Michelangelo will be one of the topics of this year’s J. Bernard Schultz Endowed Art History Lecture at West Virginia University.

J. David Summers, Ph.D., Emeritus William R. Kenan Jr. Professor of the History of Art at University of Virginia, will present “Michelangelo and the World” at 5 p.m. April 6 in Bloch Hall at WVU’s Creative Arts Center.

Summers is among the most distinguished art historians of the time. He has been the recipient of two Arthur Kingsley Porter Prizes from the College Art Association and a National Endowment for the Humanities grant. Summers hold a doctoral degree from Yale University and taught at Bryn Mawr College and University of Pittsburgh before joining the faculty at the University of Virginia. In 1996, Summers was elected to the American Academy of Arts and Sciences.

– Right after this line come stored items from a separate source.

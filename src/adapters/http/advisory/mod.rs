//! HTTP adapter for recommendation and simulation endpoints.

mod dto;
mod handlers;
mod routes;

pub use dto::{
    LatestRecommendationsResponse, RecommendationsResponse, SimulateInvestmentRequest,
    SimulationResponse,
};
pub use handlers::AdvisoryHandlers;
pub(crate) use handlers::parse_project_id;
pub use routes::{recommendation_routes, simulation_routes};
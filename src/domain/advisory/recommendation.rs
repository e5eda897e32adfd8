//! Recommendation Generator - Ranked project recommendations and advice.

use serde::{Deserialize, Serialize};

use super::{
    MatchLevel, RiskAlignment, RiskScorer, SuitabilityEngine, SuitabilityError,
    SuitabilityFactor, SuitabilityLabel,
};
use crate::domain::foundation::{ProjectId, Timestamp, UserId};
use crate::domain::project::{Project, ProjectCategory, SdgGoal};
use crate::domain::user::Investor;

/// Minimum investment above which a smaller position is suggested.
pub const LARGE_MINIMUM_THRESHOLD: f64 = 1000.0;

/// Knowledge score below which education is suggested.
pub const KNOWLEDGE_THRESHOLD: f64 = 50.0;

/// One scored project in a recommendation record.
#[derive(Debug, Clone, PartialEq, Serialize, Deserialize)]
pub struct ProjectRecommendation {
    pub project_id: ProjectId,
    pub name: String,
    #[serde(rename = "type")]
    pub project_type: String,
    pub category: ProjectCategory,
    pub location: String,
    pub expected_return: f64,
    pub min_investment: f64,
    pub suitability_score: f64,
    pub factors: Vec<SuitabilityFactor>,
    pub recommendation: SuitabilityLabel,
    pub sdg_goals: Vec<SdgGoal>,
}

/// Latest recommendations for an investor, best first.
#[derive(Debug, Clone, PartialEq, Serialize, Deserialize)]
pub struct RecommendationRecord {
    pub user_id: UserId,
    pub timestamp: Timestamp,
    pub projects: Vec<ProjectRecommendation>,
}

impl RecommendationRecord {
    pub fn top(&self, limit: usize) -> &[ProjectRecommendation] {
        &self.projects[..limit.min(self.projects.len())]
    }
}

/// Recommendation functions.
pub struct RecommendationGenerator;

impl RecommendationGenerator {
    /// Scores every project and orders the results by score, highest first.
    ///
    /// Ties keep input order. Project ids are not deduplicated.
    pub fn generate(
        investor: &Investor,
        projects: &[Project],
        at: Timestamp,
    ) -> Result<RecommendationRecord, SuitabilityError> {
        let mut entries = projects
            .iter()
            .map(|project| {
                let result = SuitabilityEngine::score(investor, project)?;
                Ok(ProjectRecommendation {
                    project_id: project.id,
                    name: project.name.clone(),
                    project_type: project.project_type.clone(),
                    category: project.category,
                    location: project.location.clone(),
                    expected_return: project.financials.expected_return,
                    min_investment: project.investment_metrics.min_investment_amount,
                    suitability_score: result.score,
                    factors: result.factors,
                    recommendation: result.recommendation,
                    sdg_goals: project.category.sdg_goals(),
                })
            })
            .collect::<Result<Vec<_>, SuitabilityError>>()?;

        // Vec::sort_by is stable
        entries.sort_by(|a, b| b.suitability_score.total_cmp(&a.suitability_score));

        Ok(RecommendationRecord {
            user_id: investor.id.clone(),
            timestamp: at,
            projects: entries,
        })
    }

    /// Advisory text for one project, independent of its score.
    pub fn personalized_recommendations(investor: &Investor, project: &Project) -> Vec<String> {
        let mut advice = Vec::new();

        let project_score = RiskScorer::project_risk_score(project);
        let risk_match = RiskScorer::match_risk(
            investor.risk_profile.effective_tolerance_score(),
            project_score,
        );
        if risk_match.match_level == MatchLevel::Poor {
            match risk_match.risk_assessment {
                RiskAlignment::TooRisky => advice.push(
                    "This project carries more risk than your profile suggests. Consider lower-risk projects or a smaller position.".to_string(),
                ),
                RiskAlignment::TooConservative => advice.push(
                    "This project is more conservative than your profile. Consider higher-return projects to match your risk appetite.".to_string(),
                ),
                RiskAlignment::Aligned => {}
            }
        }

        let minimum = project.investment_metrics.min_investment_amount;
        if minimum > LARGE_MINIMUM_THRESHOLD {
            advice.push(format!(
                "The minimum investment of {:.2} is significant. Start with a smaller position in a related project before committing more.",
                minimum
            ));
        }

        if investor.holds_category(project.category) {
            advice.push(format!(
                "You already hold {} projects. Consider diversifying into other sectors.",
                project.category.as_str()
            ));
        }

        let topic = project.category.as_str();
        if investor.knowledge_score(topic) < KNOWLEDGE_THRESHOLD {
            advice.push(format!(
                "Learn more about {} infrastructure before investing.",
                topic
            ));
        }

        advice
    }
}
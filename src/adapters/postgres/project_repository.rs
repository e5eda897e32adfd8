//! PostgreSQL implementation of ProjectRepository.
//!
//! Projects are stored as JSONB documents keyed by id.

use async_trait::async_trait;
use sqlx::types::Json;
use sqlx::{PgPool, Row};

use crate::domain::foundation::{DomainError, ErrorCode, ProjectId};
use crate::domain::project::Project;
use crate::ports::ProjectRepository;

/// PostgreSQL implementation of ProjectRepository.
#[derive(Clone)]
pub struct PostgresProjectRepository {
    pool: PgPool,
}

impl PostgresProjectRepository {
    /// Creates a new PostgresProjectRepository.
    pub fn new(pool: PgPool) -> Self {
        Self { pool }
    }
}

#[async_trait]
impl ProjectRepository for PostgresProjectRepository {
    async fn find_by_id(&self, id: &ProjectId) -> Result<Option<Project>, DomainError> {
        let row = sqlx::query("SELECT document FROM projects WHERE id = $1")
            .bind(id.as_uuid())
            .fetch_optional(&self.pool)
            .await
            .map_err(|e| {
                DomainError::new(
                    ErrorCode::DatabaseError,
                    format!("Failed to fetch project: {}", e),
                )
            })?;

        match row {
            Some(row) => Ok(Some(row_to_project(row)?)),
            None => Ok(None),
        }
    }

    async fn list(&self) -> Result<Vec<Project>, DomainError> {
        let rows = sqlx::query("SELECT document FROM projects ORDER BY created_at, id")
            .fetch_all(&self.pool)
            .await
            .map_err(|e| {
                DomainError::new(
                    ErrorCode::DatabaseError,
                    format!("Failed to list projects: {}", e),
                )
            })?;

        rows.into_iter().map(row_to_project).collect()
    }

    async fn save(&self, project: &Project) -> Result<(), DomainError> {
        sqlx::query(
            r#"
            INSERT INTO projects (id, name, document, updated_at)
            VALUES ($1, $2, $3, NOW())
            ON CONFLICT (id) DO UPDATE SET
                name = EXCLUDED.name,
                document = EXCLUDED.document,
                updated_at = NOW()
            "#,
        )
        .bind(project.id.as_uuid())
        .bind(&project.name)
        .bind(Json(project))
        .execute(&self.pool)
        .await
        .map_err(|e| {
            DomainError::new(
                ErrorCode::DatabaseError,
                format!("Failed to save project: {}", e),
            )
        })?;

        Ok(())
    }
}

fn row_to_project(row: sqlx::postgres::PgRow) -> Result<Project, DomainError> {
    let Json(project): Json<Project> = row.try_get("document").map_err(|e| {
        DomainError::new(
            ErrorCode::DatabaseError,
            format!("Failed to decode project document: {}", e),
        )
    })?;
    Ok(project)
}
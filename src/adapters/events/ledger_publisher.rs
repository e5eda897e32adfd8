//! Ledger event publisher - Mirrors envelopes to a consensus topic.

use async_trait::async_trait;
use std::sync::Arc;

use crate::domain::foundation::{DomainError, ErrorCode, EventEnvelope};
use crate::ports::{EventPublisher, LedgerGateway};

/// Publishes each envelope as one JSON message on a ledger topic.
pub struct LedgerEventPublisher {
    ledger: Arc<dyn LedgerGateway>,
    topic_id: String,
}

impl LedgerEventPublisher {
    pub fn new(ledger: Arc<dyn LedgerGateway>, topic_id: impl Into<String>) -> Self {
        Self {
            ledger,
            topic_id: topic_id.into(),
        }
    }
}

#[async_trait]
impl EventPublisher for LedgerEventPublisher {
    async fn publish(&self, event: EventEnvelope) -> Result<(), DomainError> {
        let message = event.to_message_bytes().map_err(|e| {
            DomainError::new(
                ErrorCode::InternalError,
                format!("Failed to serialize event {}: {}", event.event_id, e),
            )
        })?;

        let receipt = self.ledger.submit_message(&self.topic_id, &message).await?;
        tracing::debug!(
            event_id = %event.event_id,
            event_type = %event.event_type,
            topic_id = %receipt.topic_id,
            sequence_number = receipt.sequence_number,
            "Event mirrored to ledger"
        );
        Ok(())
    }
}
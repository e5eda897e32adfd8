//! Storage Adapters
//!
//! In-memory and Redis implementations of the persistence ports.
//!
//! ## Available Adapters
//!
//! - **InMemoryProjectRepository / InMemoryUserRepository** - Repositories in memory (testing/development)
//! - **InMemoryKeyValueStore** - Key-value store with lazy expiry
//! - **RedisKeyValueStore** - Shared key-value store for production
//!
//! ## Usage
//!
//! ```ignore
//! use adapters::storage::{InMemoryKeyValueStore, RedisKeyValueStore};
//!
//! // Production: Redis
//! let store = RedisKeyValueStore::new(conn);
//!
//! // Testing: in-memory
//! let store = InMemoryKeyValueStore::new();
//! ```

mod in_memory_key_value_store;
mod in_memory_repositories;
mod redis_key_value_store;

pub use in_memory_key_value_store::InMemoryKeyValueStore;
pub use in_memory_repositories::{InMemoryProjectRepository, InMemoryUserRepository};
pub use redis_key_value_store::RedisKeyValueStore;
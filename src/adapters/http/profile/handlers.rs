//! HTTP handlers for profile endpoints.

use std::sync::Arc;

use axum::{extract::State, http::StatusCode, response::IntoResponse, Json};

use crate::adapters::http::error::ApiError;
use crate::adapters::http::middleware::{RequestId, RequireAuth};
use crate::application::handlers::investor::{
    GetInvestorHandler, GetInvestorQuery, RecordKnowledgeScoreCommand,
    RecordKnowledgeScoreHandler, RegisterInvestorCommand, RegisterInvestorHandler,
    UpdateRiskProfileCommand, UpdateRiskProfileHandler,
};
use crate::domain::foundation::CommandMetadata;

use super::dto::{
    InvestorResponse, KnowledgeScoreRequest, RegisterRequest, RiskProfileResponse,
    UpdateRiskProfileRequest,
};

// ════════════════════════════════════════════════════════════════════════════
// Handler state
// ════════════════════════════════════════════════════════════════════════════

#[derive(Clone)]
pub struct ProfileHandlers {
    register_handler: Arc<RegisterInvestorHandler>,
    get_handler: Arc<GetInvestorHandler>,
    update_risk_handler: Arc<UpdateRiskProfileHandler>,
    knowledge_handler: Arc<RecordKnowledgeScoreHandler>,
}

impl ProfileHandlers {
    pub fn new(
        register_handler: Arc<RegisterInvestorHandler>,
        get_handler: Arc<GetInvestorHandler>,
        update_risk_handler: Arc<UpdateRiskProfileHandler>,
        knowledge_handler: Arc<RecordKnowledgeScoreHandler>,
    ) -> Self {
        Self {
            register_handler,
            get_handler,
            update_risk_handler,
            knowledge_handler,
        }
    }
}

// ════════════════════════════════════════════════════════════════════════════
// HTTP handlers
// ════════════════════════════════════════════════════════════════════════════

/// POST /api/profile - Register the caller as an investor
pub async fn register(
    State(handlers): State<ProfileHandlers>,
    RequireAuth(user): RequireAuth,
    RequestId(correlation_id): RequestId,
    body: Option<Json<RegisterRequest>>,
) -> Result<impl IntoResponse, ApiError> {
    let req = body.map(|Json(req)| req).unwrap_or_default();
    let cmd = RegisterInvestorCommand {
        user_id: user.id.clone(),
        email: user.email.clone(),
        display_name: req.display_name.or(user.display_name),
    };
    let metadata = CommandMetadata::new(user.id).with_correlation_id(correlation_id);

    let investor = handlers.register_handler.handle(cmd, metadata).await?;
    Ok((StatusCode::CREATED, Json(InvestorResponse::from(investor))))
}

/// GET /api/profile - The caller's investor record
pub async fn get_profile(
    State(handlers): State<ProfileHandlers>,
    RequireAuth(user): RequireAuth,
) -> Result<impl IntoResponse, ApiError> {
    let investor = handlers
        .get_handler
        .handle(GetInvestorQuery { user_id: user.id })
        .await?;
    Ok((StatusCode::OK, Json(InvestorResponse::from(investor))))
}

/// PUT /api/profile/risk - Apply a risk assessment
pub async fn update_risk_profile(
    State(handlers): State<ProfileHandlers>,
    RequireAuth(user): RequireAuth,
    RequestId(correlation_id): RequestId,
    Json(req): Json<UpdateRiskProfileRequest>,
) -> Result<impl IntoResponse, ApiError> {
    let cmd = UpdateRiskProfileCommand {
        user_id: user.id.clone(),
        assessment: req.into(),
    };
    let metadata = CommandMetadata::new(user.id).with_correlation_id(correlation_id);

    let result = handlers.update_risk_handler.handle(cmd, metadata).await?;
    Ok((StatusCode::OK, Json(RiskProfileResponse::from(result))))
}

/// PUT /api/profile/knowledge - Record a topic knowledge score
pub async fn record_knowledge_score(
    State(handlers): State<ProfileHandlers>,
    RequireAuth(user): RequireAuth,
    RequestId(correlation_id): RequestId,
    Json(req): Json<KnowledgeScoreRequest>,
) -> Result<impl IntoResponse, ApiError> {
    let cmd = RecordKnowledgeScoreCommand {
        user_id: user.id.clone(),
        topic: req.topic,
        score: req.score,
    };
    let metadata = CommandMetadata::new(user.id).with_correlation_id(correlation_id);

    handlers.knowledge_handler.handle(cmd, metadata).await?;
    Ok(StatusCode::NO_CONTENT)
}
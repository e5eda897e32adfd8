//! Suitability Engine - Multi-factor fit of a project for an investor.

use serde::{Deserialize, Serialize};
use std::fmt;
use thiserror::Error;

use super::{MatchLevel, RiskScorer};
use crate::domain::foundation::{DomainError, ErrorCode, ProjectId};
use crate::domain::project::Project;
use crate::domain::user::Investor;

/// Score every assessment starts from.
pub const SUITABILITY_BASE_SCORE: f64 = 50.0;

#[derive(Debug, Clone, PartialEq, Error)]
pub enum SuitabilityError {
    #[error("Project {project_id} has no risk assessment")]
    MissingRiskAssessment { project_id: ProjectId },
}

impl From<SuitabilityError> for DomainError {
    fn from(err: SuitabilityError) -> Self {
        match &err {
            SuitabilityError::MissingRiskAssessment { project_id } => {
                DomainError::new(ErrorCode::MissingRiskAssessment, err.to_string())
                    .with_detail("project_id", project_id.to_string())
            }
        }
    }
}

/// One contribution to a suitability score.
#[derive(Debug, Clone, PartialEq, Serialize, Deserialize)]
pub struct SuitabilityFactor {
    pub factor: String,
    pub impact: f64,
    pub description: String,
}

impl SuitabilityFactor {
    fn new(factor: &str, impact: f64, description: impl Into<String>) -> Self {
        Self {
            factor: factor.to_string(),
            impact,
            description: description.into(),
        }
    }
}

/// Recommendation label derived from a suitability score.
#[derive(Debug, Clone, Copy, PartialEq, Eq, Hash, Serialize, Deserialize)]
pub enum SuitabilityLabel {
    #[serde(rename = "Highly Recommended")]
    HighlyRecommended,
    #[serde(rename = "Recommended")]
    Recommended,
    #[serde(rename = "Consider with Caution")]
    ConsiderWithCaution,
    #[serde(rename = "Not Recommended")]
    NotRecommended,
    #[serde(rename = "Strongly Not Recommended")]
    StronglyNotRecommended,
}

impl SuitabilityLabel {
    pub fn from_score(score: f64) -> Self {
        if score >= 80.0 {
            SuitabilityLabel::HighlyRecommended
        } else if score >= 65.0 {
            SuitabilityLabel::Recommended
        } else if score >= 50.0 {
            SuitabilityLabel::ConsiderWithCaution
        } else if score >= 30.0 {
            SuitabilityLabel::NotRecommended
        } else {
            SuitabilityLabel::StronglyNotRecommended
        }
    }
}

impl fmt::Display for SuitabilityLabel {
    fn fmt(&self, f: &mut fmt::Formatter<'_>) -> fmt::Result {
        let s = match self {
            SuitabilityLabel::HighlyRecommended => "Highly Recommended",
            SuitabilityLabel::Recommended => "Recommended",
            SuitabilityLabel::ConsiderWithCaution => "Consider with Caution",
            SuitabilityLabel::NotRecommended => "Not Recommended",
            SuitabilityLabel::StronglyNotRecommended => "Strongly Not Recommended",
        };
        write!(f, "{}", s)
    }
}

#[derive(Debug, Clone, PartialEq, Serialize, Deserialize)]
pub struct SuitabilityResult {
    /// Clamped to [0, 100].
    pub score: f64,
    /// Triggered factors in evaluation order.
    pub factors: Vec<SuitabilityFactor>,
    pub recommendation: SuitabilityLabel,
}

/// Suitability scoring functions.
pub struct SuitabilityEngine;

impl SuitabilityEngine {
    /// Scores how well `project` fits `investor`.
    ///
    /// # Algorithm
    /// Start at 50 and apply, in order, each factor that triggers:
    /// 1. Risk match: excellent +25, good +15, fair +5, poor -15
    /// 2. Goal alignment: +15
    /// 3. Minimum investment above the investor's cap: -20
    /// 4. Category not yet held: +10
    ///
    /// # Errors
    /// `MissingRiskAssessment` when the project was never risk-assessed.
    pub fn score(
        investor: &Investor,
        project: &Project,
    ) -> Result<SuitabilityResult, SuitabilityError> {
        let risk = project
            .risk
            .as_ref()
            .ok_or(SuitabilityError::MissingRiskAssessment {
                project_id: project.id,
            })?;

        let profile = &investor.risk_profile;
        let mut score = SUITABILITY_BASE_SCORE;
        let mut factors = Vec::new();

        let risk_match =
            RiskScorer::match_risk(profile.effective_tolerance_score(), risk.overall_score());
        let risk_impact = match risk_match.match_level {
            MatchLevel::Excellent => 25.0,
            MatchLevel::Good => 15.0,
            MatchLevel::Fair => 5.0,
            MatchLevel::Poor => -15.0,
        };
        score += risk_impact;
        factors.push(SuitabilityFactor::new(
            "Risk Match",
            risk_impact,
            format!(
                "{} risk match: {}",
                risk_match.match_level,
                risk_match.risk_assessment.description()
            ),
        ));

        if Self::goals_align(investor, project) {
            score += 15.0;
            factors.push(SuitabilityFactor::new(
                "Goal Alignment",
                15.0,
                format!("Project type '{}' matches your investment goals", project.project_type),
            ));
        }

        let minimum = project.investment_metrics.min_investment_amount;
        if profile.has_investment_cap() && minimum > profile.max_investment_per_project {
            score -= 20.0;
            factors.push(SuitabilityFactor::new(
                "Investment Threshold",
                -20.0,
                format!(
                    "Minimum investment {:.2} exceeds your per-project maximum {:.2}",
                    minimum, profile.max_investment_per_project
                ),
            ));
        }

        if !investor.holds_category(project.category) {
            score += 10.0;
            factors.push(SuitabilityFactor::new(
                "Diversification",
                10.0,
                format!(
                    "Adds {} exposure to your portfolio",
                    project.category.as_str()
                ),
            ));
        }

        let score = score.clamp(0.0, 100.0);
        Ok(SuitabilityResult {
            score,
            factors,
            recommendation: SuitabilityLabel::from_score(score),
        })
    }

    /// Case-insensitive substring match in either direction between any goal
    /// and the project's free-text type.
    pub fn goals_align(investor: &Investor, project: &Project) -> bool {
        let project_type = project.project_type.trim().to_lowercase();
        if project_type.is_empty() {
            return false;
        }

        investor
            .risk_profile
            .investment_goals
            .iter()
            .map(|goal| goal.trim().to_lowercase())
            .filter(|goal| !goal.is_empty())
            .any(|goal| project_type.contains(&goal) || goal.contains(project_type.as_str()))
    }
}

#[cfg(test)]
mod tests {
    use super::*;
    use crate::domain::foundation::{Timestamp, UserId};
    use crate::domain::portfolio::{InvestmentLine, Portfolio};
    use crate::domain::project::{ProjectRisk, RiskLevel};
    use crate::domain::user::{RiskTolerance, UserRiskProfile};

    fn investor(profile: UserRiskProfile) -> Investor {
        let at = Timestamp::from_unix_secs(0);
        Investor::register(UserId::new("u1").unwrap(), "u1@example.com", None, at)
            .unwrap()
            .with_risk_profile(profile, at)
    }

    fn project(kind: &str, level: RiskLevel) -> Project {
        Project::new("Project", kind)
            .unwrap()
            .with_risk(ProjectRisk::uniform(level))
    }

    #[test]
    fn excellent_match_new_category_scores_85() {
        // moderate 60 vs medium 50: difference 10 -> excellent
        let result =
            SuitabilityEngine::score(&investor(UserRiskProfile::default()), &project("solar", RiskLevel::Medium))
                .unwrap();
        assert_eq!(result.score, 85.0);
        assert_eq!(result.recommendation, SuitabilityLabel::HighlyRecommended);
        let names: Vec<_> = result.factors.iter().map(|f| f.factor.as_str()).collect();
        assert_eq!(names, vec!["Risk Match", "Diversification"]);
    }

    #[test]
    fn all_factors_apply_in_order() {
        let profile = UserRiskProfile {
            tolerance: RiskTolerance::Conservative,
            max_investment_per_project: 50.0,
            ..UserRiskProfile::default()
        }
        .with_goal("Solar");
        let project = project("solar farm", RiskLevel::Extreme).with_min_investment(100.0);

        let result = SuitabilityEngine::score(&investor(profile), &project).unwrap();
        // 50 - 15 + 15 - 20 + 10
        assert_eq!(result.score, 40.0);
        assert_eq!(result.recommendation, SuitabilityLabel::NotRecommended);
        let impacts: Vec<_> = result.factors.iter().map(|f| f.impact).collect();
        assert_eq!(impacts, vec![-15.0, 15.0, -20.0, 10.0]);
    }

    #[test]
    fn held_category_skips_diversification() {
        let at = Timestamp::from_unix_secs(1);
        let held = project("wind park", RiskLevel::Medium);
        let portfolio = Portfolio::default()
            .with_investment(InvestmentLine {
                project_id: held.id,
                category: held.category,
                amount: 10.0,
                unit_price: 1.0,
                simulated: true,
            })
            .unwrap();
        let investor = investor(UserRiskProfile::default()).with_portfolio(portfolio, at);

        let result = SuitabilityEngine::score(&investor, &project("solar", RiskLevel::Medium)).unwrap();
        assert_eq!(result.score, 75.0);
        assert!(result.factors.iter().all(|f| f.factor != "Diversification"));
    }

    #[test]
    fn goal_matches_in_either_direction() {
        let profile = UserRiskProfile::default().with_goal("renewable solar energy");
        let investor = investor(profile);
        assert!(SuitabilityEngine::goals_align(&investor, &project("Solar", RiskLevel::Low)));
        assert!(!SuitabilityEngine::goals_align(&investor, &project("hospital", RiskLevel::Low)));
    }

    #[test]
    fn category_tag_alone_does_not_align_goals() {
        // "solar" is tagged energy, but only the project type is matched
        let profile = UserRiskProfile::default().with_goal("energy");
        let investor = investor(profile);
        let project = project("solar", RiskLevel::Medium);
        assert!(!SuitabilityEngine::goals_align(&investor, &project));

        let result = SuitabilityEngine::score(&investor, &project).unwrap();
        assert_eq!(result.score, 85.0);
        assert!(result.factors.iter().all(|f| f.factor != "Goal Alignment"));
    }

    #[test]
    fn blank_goal_never_matches() {
        let investor = investor(UserRiskProfile::default().with_goal("  "));
        assert!(!SuitabilityEngine::goals_align(&investor, &project("solar", RiskLevel::Low)));
    }

    #[test]
    fn cap_of_zero_means_unset() {
        let project = project("solar", RiskLevel::Medium).with_min_investment(1_000_000.0);
        let result =
            SuitabilityEngine::score(&investor(UserRiskProfile::default()), &project).unwrap();
        assert!(result.factors.iter().all(|f| f.factor != "Investment Threshold"));
    }

    #[test]
    fn missing_risk_is_an_error() {
        let project = Project::new("Unassessed", "solar").unwrap();
        let err = SuitabilityEngine::score(&investor(UserRiskProfile::default()), &project)
            .unwrap_err();
        assert_eq!(
            err,
            SuitabilityError::MissingRiskAssessment {
                project_id: project.id
            }
        );
        let domain: DomainError = err.into();
        assert_eq!(domain.code, ErrorCode::MissingRiskAssessment);
    }

    #[test]
    fn labels_follow_thresholds() {
        assert_eq!(SuitabilityLabel::from_score(80.0), SuitabilityLabel::HighlyRecommended);
        assert_eq!(SuitabilityLabel::from_score(65.0), SuitabilityLabel::Recommended);
        assert_eq!(SuitabilityLabel::from_score(50.0), SuitabilityLabel::ConsiderWithCaution);
        assert_eq!(SuitabilityLabel::from_score(30.0), SuitabilityLabel::NotRecommended);
        assert_eq!(
            SuitabilityLabel::from_score(29.9),
            SuitabilityLabel::StronglyNotRecommended
        );
        assert_eq!(
            serde_json::to_value(SuitabilityLabel::ConsiderWithCaution).unwrap(),
            "Consider with Caution"
        );
    }
}

#[cfg(test)]
mod proptests {
    use super::*;
    use crate::domain::foundation::{Timestamp, UserId};
    use crate::domain::project::{ProjectRisk, RiskLevel, RiskLevels};
    use crate::domain::user::UserRiskProfile;
    use proptest::prelude::*;

    fn level() -> impl Strategy<Value = RiskLevel> {
        prop_oneof![
            Just(RiskLevel::Low),
            Just(RiskLevel::Medium),
            Just(RiskLevel::High),
            Just(RiskLevel::Extreme),
        ]
    }

    proptest! {
        /// Scores stay in range and repeat exactly for identical inputs.
        #[test]
        fn prop_score_bounded_and_deterministic(
            tolerance_score in 0.0f64..=100.0,
            cap in 0.0f64..10_000.0,
            minimum in 0.0f64..10_000.0,
            levels in (level(), level(), level(), level(), level()),
        ) {
            let at = Timestamp::from_unix_secs(0);
            let profile = UserRiskProfile {
                tolerance_score: Some(tolerance_score),
                max_investment_per_project: cap,
                ..UserRiskProfile::default()
            }
            .with_goal("energy");
            let investor = Investor::register(UserId::new("p").unwrap(), "p@x.io", None, at)
                .unwrap()
                .with_risk_profile(profile, at);
            let project = Project::new("P", "solar energy")
                .unwrap()
                .with_min_investment(minimum)
                .with_risk(ProjectRisk::new(RiskLevels {
                    regulatory_risk: levels.0,
                    execution_risk: levels.1,
                    market_risk: levels.2,
                    political_risk: levels.3,
                    environmental_risk: levels.4,
                }));

            let first = SuitabilityEngine::score(&investor, &project).unwrap();
            let second = SuitabilityEngine::score(&investor, &project).unwrap();
            prop_assert!(first.score >= 0.0 && first.score <= 100.0);
            prop_assert_eq!(first, second);
        }
    }
}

Summers’ publications, including “Michelangelo and the Language of Art” and “The Judgment of Sense:  Renaissance Naturalism and the Rise of Aesthetics” revolutionized society’s understanding of Italian Renaissance art. His creation of the Post-Formalist methodology, discussed in “In Real Spaces: World Art History and the Rise of Western Modernism,” opened a new approach to the study of world art.

The J. Bernard Schultz Endowed Art History Lecture series was endowed by two patrons in honor of Bernard Schultz, former dean of WVU’s College of Creative Arts and current professor of art history.